Violet is a bold little critter, she likes to play wrestle with my hands and groom my ears and around my hair line. I think she is bullying Indigo, since they never sleep together and when they wrestle, Indie always squeaks, even if she ends up on top. I hope they start getting along better as they settle in. Indigo is much more reserved, and is pretty vocal about anything that happens, but she is very cuddly when I have her out along, and seems to like cleaning my fingernails while I "groom" her belly. 

I decided to do some rattie enrichment with their dinner tonight. I put butternut squash and peas in a toilet paper tube, and folded the corners over. They got brown rice and red and yellow pepper with turnip and dandelion greens and bok choy wrapped in a paper towel burrito to shred and more peas and cheerios hidden throughout their cage. Lucky babies. They went pretty gaga over the squash, so I will be using that as a treat more often and I'll have to keep thinking of creative ways to keep them entertained. Violet already figured out how to climb out of the cage if the top is off (it is a 55 gallon, and she is very small. She had to climb a shoe lace twice the length of her body) so I can tell I'm going to have a problem on my hands if she gets bored.

Any good enrichment ideas for my girls? They are about 5 weeks old (born the end of January).


----------



## EleashaC (Jan 30, 2012)

They are soooo cute, homg. That last picture just kills me.


----------



## PipRat (Jan 24, 2012)

There very close in age to my two baby males. They were born January 23. Their faces are very similar to my babies but mine are black berks not hoods. You're lucky their tails are different colours because it's sometimes difficult for me to tell mine apart although I'm getting ore familiar with them everyday. They occasionally cause each other to squeak while playing and used to sleep separately but lately they've been hanging out and snoozing together on a little hammock I made. 
For enrichment I like to let them explore new areas and introduce new foods (today was banana, I've only had them 4 days) and put new toys in their cage (like paper towel rolls) but I'll need some new ideas soon too!


----------



## ChelseaMorning (Feb 28, 2012)

Aww, thanks! 
They are ridiculously cute, that is pretty much why they came home with me. My fiance is not a fan of rats, although, once he meets them, I am sure they will steal his heart. I can tell them apart by sight without the tails, since Indigo is quite a bit bigger than her sister and has splotches of dark alongside her dorsal stripe, but the tails do make it easier, especially when they are moving quickly. I'm thinking of making a Jacob's ladder type ropes course in their tank. I think it might be fun!


----------



## shawnalaufer (Aug 21, 2011)

Enrichment ideas: 
A dig box. Find out how I made mine here: http://ratwhisperer.blogspot.com/2012/02/ratty-dig-box.html

Toys- and be sure to switch them out often. Cat toys are always fun. My lady rats especcially like those mylar crinkly cat balls. 

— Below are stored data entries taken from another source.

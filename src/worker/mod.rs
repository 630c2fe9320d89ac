//! Background worker for storage operations.
//!
//! All storage I/O runs on a dedicated thread so the event loop never blocks
//! on a write. Messages and responses cross the thread boundary as JSON, and
//! carry tracing context when OpenTelemetry export is enabled.
//!
//! # Architecture
//!
//! - `messages`: Request/response protocol types with trace context propagation
//! - `handler`: Worker implementation and message processing logic

pub mod handler;
pub mod messages;

pub use handler::ShelterWorker;
pub use messages::{TraceContext, WorkerMessage, WorkerResponse};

Baby toys- you would be surprised how many infant toys make for great fun for ratties! Think along the lines of things they can climb on and in. 

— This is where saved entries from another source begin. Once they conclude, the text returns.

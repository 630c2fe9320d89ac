//! Subscriber setup.

use super::tracer;
use crate::Config;
use opentelemetry::trace::TracerProvider as _;
use opentelemetry::KeyValue;
use opentelemetry_sdk::resource::Resource;
use tracing_opentelemetry::OpenTelemetryLayer;
use tracing_subscriber::{layer::SubscriberExt, util::SubscriberInitExt, EnvFilter};

/// Service name recorded on every exported span.
pub const SERVICE_NAME: &str = "shelter";

const DEFAULT_LEVEL: &str = "info";

/// Installs the global tracing subscriber.
///
/// The filter comes from `RUST_LOG` when set, otherwise from
/// `config.trace_level`, otherwise `info`. When [`Config::trace_output`] names
/// a file, spans are exported there as OTLP JSON lines; otherwise events are
/// formatted to stderr.
///
/// Safe to call more than once. Only the first call installs a subscriber.
///
/// # Example
///
/// ```rust
/// use shelter::observability::init_tracing;
/// use shelter::Config;
///
/// let config = Config::default();
///
/// init_tracing(&config);
/// tracing::debug!("tracing is now active");
/// ```
pub fn init_tracing(config: &Config) {
    let filter = EnvFilter::try_from_default_env().unwrap_or_else(|_| {
        EnvFilter::new(config.trace_level.as_deref().unwrap_or(DEFAULT_LEVEL))
    });

    let otel_layer = config.trace_output().and_then(|path| {
        if let Some(parent) = path.parent() {
            // Tracing is optional; a missing directory just disables export.
            std::fs::create_dir_all(parent).ok()?;
        }
        let resource = Resource::new(vec![KeyValue::new("service.name", SERVICE_NAME)]);
        let provider = tracer::create_tracer_provider(path, resource);
        Some(OpenTelemetryLayer::new(provider.tracer(SERVICE_NAME)))
    });

    let fmt_layer = otel_layer.is_none().then(|| {
        tracing_subscriber::fmt::layer()
            .with_writer(std::io::stderr)
            .with_target(false)
    });

    if let Err(e) = tracing_subscriber::registry()
        .with(filter)
        .with(otel_layer)
        .with(fmt_layer)
        .try_init()
    {
        tracing::debug!(error = %e, "tracing subscriber already installed");
    }
}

Brown paper lunch sacks- mine had a blast jumping on and in a simple brown paper sack! And when they were done playing, they shredded it into bedding. Talk about cheap entertainment!

Bird toys- if it can stand up to a parrot, its very likely to hold up well for ratties! Things like rope perches, ladders, etc even parrot tabletop playgrounds are fun!

Tubes and canisters- oatmeal canisters are lots of fun, as are paper tubes of various sizes. If they are too small for a rat to climb in, it can be filled with tasty treats then wrapped in gift wrapping tissue paper for a ratty pinata!

Whole nuts- my rats love playing with whole nuts like walnuts and Brazil nuts. They also get a workout trying to get the nut out! Stay away from raw peanuts though. 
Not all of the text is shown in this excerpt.